Writing, $$ (FA)^2 = (h-1)^2 + (k-0)^2 = \frac{|(0)-m(1)|^2}{1+m^2}$$

$$ (FB)^2 = (h-0)^2 + (k-1)^2 = \frac{|(1)-m(0)|^2}{1+m^2}$$

Adding both and simplifying we get the locus of $F(h,k)$ as,

$$x^2 + y^2 - x - y + 0.5 = 0$$

This is an imaginary equation which doesn't give the locus of $F(h,k)$, So my question is how to interpret this result, What does it mean to have a set of imaginary focal points? or Are there is any reason to claim that my solution process is wrong? If yes, then what is the correct way to obtain the locus of $F(h,k)$?

$\endgroup$
0
1
$\begingroup$

Contrary to what you wrote, $x=y=\frac12$ satisfies your last equation: the circle isn’t imaginary but consists of a single point. This is as it should be: two points and the tangents at those points uniquely determine a parabola.
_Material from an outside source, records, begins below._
//! Test Vector Generator
//!
//! Generates JSON test vectors for multiproof verifiers in other languages.

use anyhow::{ensure, Result};
use clap::Parser;
use multiproof::{
    parse_path, resolve, Digest, GeneralizedIndex, MerkleTree, Multiproof, ProofError, SchemaError,
    SszType,
};
use serde::Serialize;
use sha2::{Digest as _, Sha256};
use std::path::PathBuf;
use tracing_subscriber::{layer::SubscriberExt, util::SubscriberInitExt};

#[derive(Parser, Debug)]
#[command(name = "generate-test-vectors")]
#[command(about = "Generate Merkle multiproof test vectors")]
struct Args {
    /// Output directory for test vectors
    #[arg(short, long, env = "TEST_VECTORS_DIR", default_value = "test-vectors")]
    output: PathBuf,

    /// Largest leaf count to generate vectors for
    #[arg(long, default_value = "32")]
    max_leaves: u64,

    /// Random target sets per leaf count
    #[arg(long, default_value = "3")]
    cases_per_size: u64,

    /// Seed for the deterministic leaf and target stream
    #[arg(long, env = "TEST_VECTORS_SEED", default_value = "0")]
    seed: u64,
}

/// Test vector file format
#[derive(Debug, Serialize)]
struct TestVectorFile {
    /// Node hash function
    hash: &'static str,
    /// Leaves 0..7 as big-endian integers, targets 8, 9, 14
    worked_example: ValidVector,
    /// Proofs that must verify
    valid: Vec<ValidVector>,
    /// Proofs that must be rejected
    invalid: Vec<InvalidVector>,
    /// Schema paths and the gindex they resolve to
    resolutions: Vec<Resolution>,
}

/// A proof that verifies
#[derive(Debug, Serialize)]
struct ValidVector {
    leaf_count: u64,
    helper_indices: Vec<GeneralizedIndex>,
    #[serde(flatten)]
    multiproof: Multiproof,
}

/// A tampered proof for negative testing
#[derive(Debug, Serialize)]
struct InvalidVector {
    description: String,
    #[serde(flatten)]
    multiproof: Multiproof,
    expected_error: &'static str,
}

#[derive(Debug, Serialize)]
struct Resolution {
    schema: SszType,
    path: String,
    gindex: GeneralizedIndex,
}

/// `sha256(seed ‖ a ‖ b)`, the source of every pseudo-random choice here
fn stream(seed: u64, a: u64, b: u64) -> Digest {
    let mut hasher = Sha256::new();
    hasher.update(seed.to_le_bytes());
    hasher.update(a.to_le_bytes());
    hasher.update(b.to_le_bytes());
    hasher.finalize().into()
}

fn be_leaf(value: u64) -> Digest {
    let mut leaf = [0u8; 32];
    leaf[24..].copy_from_slice(&value.to_be_bytes());
    leaf
}

fn valid_vector(leaves: &[Digest], targets: &[GeneralizedIndex]) -> Result<ValidVector> {
    let tree = MerkleTree::from_leaves(leaves)?;
    let multiproof = tree.multiproof(targets)?;
    ensure!(multiproof.verify()?, "generated proof does not verify");
    Ok(ValidVector {
        leaf_count: leaves.len() as u64,
        helper_indices: multiproof.helper_indices(),
        multiproof,
    })
}

/// Leaf-level targets picked from the stream, de-duplicated.
fn pick_targets(seed: u64, leaf_count: u64, case: u64) -> Result<Vec<GeneralizedIndex>> {
    let depth = u64::from(leaf_count.next_power_of_two().trailing_zeros());
    let choice = stream(seed, leaf_count, 1_000 + case);
    let wanted = 1 + usize::from(choice[0] % 4);

    let mut positions: Vec<u64> = choice[1..=wanted]
        .iter()
        .map(|byte| u64::from(*byte) % leaf_count)
        .collect();
    positions.sort_unstable();
    positions.dedup();

    let targets = positions
        .into_iter()
        .map(|pos| GeneralizedIndex::from_depth_and_offset(depth, pos))
        .collect::<Result<Vec<_>, ProofError>>()?;
    Ok(targets)
}

/// Error variant name a verifier must report, `None` if the proof verifies.
fn expected_error(multiproof: &Multiproof) -> Option<&'static str> {
    match multiproof.verify() {
        Ok(true) => None,
        Ok(false) => Some(ProofError::VerificationFailed.kind()),
        Err(e) => Some(e.kind()),
    }
}

fn invalid_vectors(base: &Multiproof) -> Vec<InvalidVector> {
    let mut out = Vec::new();
    let mut push = |description: &str, multiproof: Multiproof| {
        // A tampering that still verifies is not a negative vector
        if let Some(expected_error) = expected_error(&multiproof) {
            out.push(InvalidVector {
                description: description.to_string(),
                multiproof,
                expected_error,
            });
        }
    };

    let mut flipped_leaf = base.clone();
    flipped_leaf.leaves[0][31] ^= 1;
    push("Lowest bit of the first leaf flipped", flipped_leaf);

    if !base.proof.is_empty() {
        let mut flipped_proof = base.clone();
        flipped_proof.proof[0][0] ^= 0x80;
        push("Highest bit of the first helper flipped", flipped_proof);

        let mut truncated = base.clone();
        truncated.proof.pop();
        push("Last helper dropped", truncated);
    }

    if base.proof.len() >= 2 {
        let mut swapped = base.clone();
        swapped.proof.swap(0, 1);
        push("First two helpers swapped", swapped);
    }

    let mut wrong_root = base.clone();
    wrong_root.root = [0u8; 32];
    push("Zero root", wrong_root);

    let mut duplicated = base.clone();
    duplicated.indices.push(base.indices[0].clone());
    duplicated.leaves.push(base.leaves[0]);
    push("Target index repeated", duplicated);

    out
}

fn resolutions() -> Result<Vec<Resolution>> {
    let header = SszType::container([
        ("slot", SszType::uint64()),
        ("proposer_index", SszType::uint64()),
        ("parent_root", SszType::bytes32()),
        ("state_root", SszType::bytes32()),
        ("body_root", SszType::bytes32()),
    ]);
    let body = SszType::container([
        ("randao_reveal", SszType::vector(SszType::Basic { size: 1 }, 96)),
        ("graffiti", SszType::bytes32()),
        (
            "blob_kzg_commitments",
            SszType::list(SszType::vector(SszType::Basic { size: 1 }, 48), 4096),
        ),
        ("balances", SszType::list(SszType::uint64(), 1 << 40)),
    ]);

    let cases = [
        (&header, "state_root"),
        (&header, "body_root"),
        (&body, "blob_kzg_commitments.0"),
        (&body, "blob_kzg_commitments.4095"),
        (&body, "blob_kzg_commitments.length"),
        (&body, "balances.1000000"),
    ];

    let resolved = cases
        .into_iter()
        .map(|(schema, path)| {
            resolve(schema, &parse_path(path)).map(|gindex| Resolution {
                schema: schema.clone(),
                path: path.to_string(),
                gindex,
            })
        })
        .collect::<Result<Vec<_>, SchemaError>>()?;
    Ok(resolved)
}

fn main() -> Result<()> {
    // Initialize tracing
    tracing_subscriber::registry()
        .with(tracing_subscriber::fmt::layer())
        .with(tracing_subscriber::EnvFilter::from_default_env())
        .init();

    let args = Args::parse();
    ensure!(args.max_leaves >= 1, "--max-leaves must be at least 1");

    tracing::info!(
        output = %args.output.display(),
        max_leaves = args.max_leaves,
        cases_per_size = args.cases_per_size,
        seed = args.seed,
        "Generating test vectors"
    );

    // Ensure output directory exists
    std::fs::create_dir_all(&args.output)?;

    let example_leaves: Vec<Digest> = (0..8).map(be_leaf).collect();
    let example_targets = [8u64, 9, 14]
        .into_iter()
        .map(GeneralizedIndex::try_from)
        .collect::<Result<Vec<_>, ProofError>>()?;
    let worked_example = valid_vector(&example_leaves, &example_targets)?;

    let mut valid = Vec::new();
    let mut invalid = Vec::new();
    for leaf_count in 1..=args.max_leaves {
        let leaves: Vec<Digest> = (0..leaf_count)
            .map(|i| stream(args.seed, leaf_count, i))
            .collect();

        for case in 0..args.cases_per_size {
            let targets = pick_targets(args.seed, leaf_count, case)?;
            let vector = valid_vector(&leaves, &targets)?;
            if case == 0 {
                invalid.extend(invalid_vectors(&vector.multiproof));
            }
            valid.push(vector);
        }
    }

    let file = TestVectorFile {
        hash: "sha256",
        worked_example,
        valid,
        invalid,
        resolutions: resolutions()?,
    };

    tracing::info!(
        valid = file.valid.len(),
        invalid = file.invalid.len(),
        resolutions = file.resolutions.len(),
        "Built test vectors"
    );

    let output_path = args.output.join("multiproof_vectors.json");
    let json = serde_json::to_string_pretty(&file)?;
    std::fs::write(&output_path, json)?;

    tracing::info!(path = %output_path.display(), "Wrote test vectors");

    Ok(())
}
I’ve seen a version of this problem in which the parabola is tangent to the coordinate axes, but at a pair of unspecified points. Perhaps that’s what was intended here.

$\endgroup$
4
  • $\begingroup$ but how did you figure out the only real solution of that equation? is there any standard way of doing it? any article on those imaginary equations would be helpful.. $\endgroup$ – user774954 Apr 18 '20 at 8:40
  • 1
    $\begingroup$ @MukunthA.G The equation is that of a circle. If you substitute the coordinates of its center into the left-hand side, the resulting value is the negative of the square of its radius. (Try this with the generic circle equation for yourself!) When I did that, I got $0$, so the equation actually represents a single point—the center of the degenerate circle. $\endgroup$ – amd Apr 18 '20 at 8:44
  • 1
    $\begingroup$ @MukunthA.G Complete the square. $$(x^2-x+1/4) + (y^2-y+1/4) = (x-1/2)^2 + (y-1/2)^2 = 0.$$ Therefore, $x = y = 1/2$ is a solution. $\endgroup$ – heropup Apr 18 '20 at 9:13
  • $\begingroup$ @heropup Right. After completing the squares of $x^2+y^2-2hx-2ky+f=0$ you have $(x-h)^2+(y-k)^2+f'=0$, so the left-over constant term $f'$ is clearly equal to the value of the original expression at $x=h$, $y=k$. $\endgroup$ – amd Apr 18 '20 at 20:10
0
$\begingroup$

OP has a fixed parabola $$\sqrt{x}+\sqrt{y}=1,$$ it have only a fixed pint, so no locus.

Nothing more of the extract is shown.